**EXERCISE AIM**
Give only the number of lines in the records below that contain the word "writer".

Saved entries
·····
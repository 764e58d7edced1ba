//! Plain byte relay between a client and its outbound connection
//!
//! Once a handshake completes, neither side carries SOCKS5 framing any
//! more and the pair is simply spliced together.

use anyhow::Result;
use tokio::io::{AsyncRead, AsyncWrite, AsyncWriteExt};
use tracing::debug;

/// Bytes moved by a finished relay
#[derive(Debug, Clone, Copy, Default, PartialEq, Eq)]
pub struct RelayTotals {
    /// Client to destination
    pub upstream: u64,
    /// Destination to client
    pub downstream: u64,
}

/// Copy bytes both ways until either direction hits EOF or an error.
///
/// When one direction ends, the write half of the other side is shut
/// down and the remaining direction is abandoned.
pub async fn relay_tcp<A, B>(client: A, outbound: B) -> Result<RelayTotals>
where
    A: AsyncRead + AsyncWrite + Unpin,
    B: AsyncRead + AsyncWrite + Unpin,
{
    let (mut client_read, mut client_write) = tokio::io::split(client);
    let (mut outbound_read, mut outbound_write) = tokio::io::split(outbound);
    let mut totals = RelayTotals::default();

    tokio::select! {
        result = tokio::io::copy(&mut client_read, &mut outbound_write) => {
            match result {
                Ok(bytes) => {
                    debug!("client closed after {} bytes upstream", bytes);
                    totals.upstream = bytes;
                }
                Err(e) => debug!("upstream copy error: {}", e),
            }
            let _ = outbound_write.shutdown().await;
        }
        result = tokio::io::copy(&mut outbound_read, &mut client_write) => {
            match result {
                Ok(bytes) => {
                    debug!("destination closed after {} bytes downstream", bytes);
                    totals.downstream = bytes;
                }
                Err(e) => debug!("downstream copy error: {}", e),
            }
            let _ = client_write.shutdown().await;
        }
    }

    Ok(totals)
}

#[cfg(test)]
mod tests {
    use super::*;
    use std::time::Duration;
    use tokio::io::{duplex, AsyncReadExt};

    #[tokio::test]
    async fn test_relay_tcp_bidirectional() {
        let (mut client, client_side) = duplex(1024);
        let (mut target, target_side) = duplex(1024);

        let relay = tokio::spawn(async move { relay_tcp(client_side, target_side).await });

        client.write_all(b"message A->B").await.unwrap();
        let mut buf = [0u8; 12];
        target.read_exact(&mut buf).await.unwrap();
        assert_eq!(&buf, b"message A->B");

        target.write_all(b"message B->A").await.unwrap();
        client.read_exact(&mut buf).await.unwrap();
        assert_eq!(&buf, b"message B->A");

        drop(client);
        let totals = tokio::time::timeout(Duration::from_secs(1), relay)
            .await
            .unwrap()
            .unwrap()
            .unwrap();
        assert_eq!(totals.upstream, 12);
    }

    #[tokio::test]
    async fn test_relay_tcp_large_data() {
        let (mut client, client_side) = duplex(65536);
        let (mut target, target_side) = duplex(65536);

        let relay = tokio::spawn(async move { relay_tcp(client_side, target_side).await });

        let payload = vec![0xAB; 50_000];
        let writer = tokio::spawn(async move {
            client.write_all(&payload).await.unwrap();
            client
        });

        let mut received = vec![0u8; 50_000];
        target.read_exact(&mut received).await.unwrap();
        assert!(received.iter().all(|&b| b == 0xAB));

        drop(writer.await.unwrap());
        let _ = tokio::time::timeout(Duration::from_secs(1), relay).await;
    }

    #[tokio::test]
    async fn test_relay_tcp_scripted_client() {
        let client = tokio_test::io::Builder::new().read(b"ping").build();
        let (mut target, target_side) = duplex(1024);

        let totals = tokio::time::timeout(Duration::from_secs(1), relay_tcp(client, target_side))
            .await
            .unwrap()
            .unwrap();
        assert_eq!(totals, RelayTotals { upstream: 4, downstream: 0 });

        let mut buf = Vec::new();
        target.read_to_end(&mut buf).await.unwrap();
        assert_eq!(buf, b"ping");
    }

    #[tokio::test]
    async fn test_relay_tcp_half_close_propagates() {
        let (client, client_side) = duplex(1024);
        let (mut target, target_side) = duplex(1024);

        let relay = tokio::spawn(async move { relay_tcp(client_side, target_side).await });

        drop(client);
        let mut buf = Vec::new();
        let n = tokio::time::timeout(Duration::from_secs(1), target.read_to_end(&mut buf))
            .await
            .unwrap()
            .unwrap();
        assert_eq!(n, 0);

        let result = tokio::time::timeout(Duration::from_secs(1), relay).await;
        assert!(result.is_ok());
    }
}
·····
**EXERCISE ANSWER**
2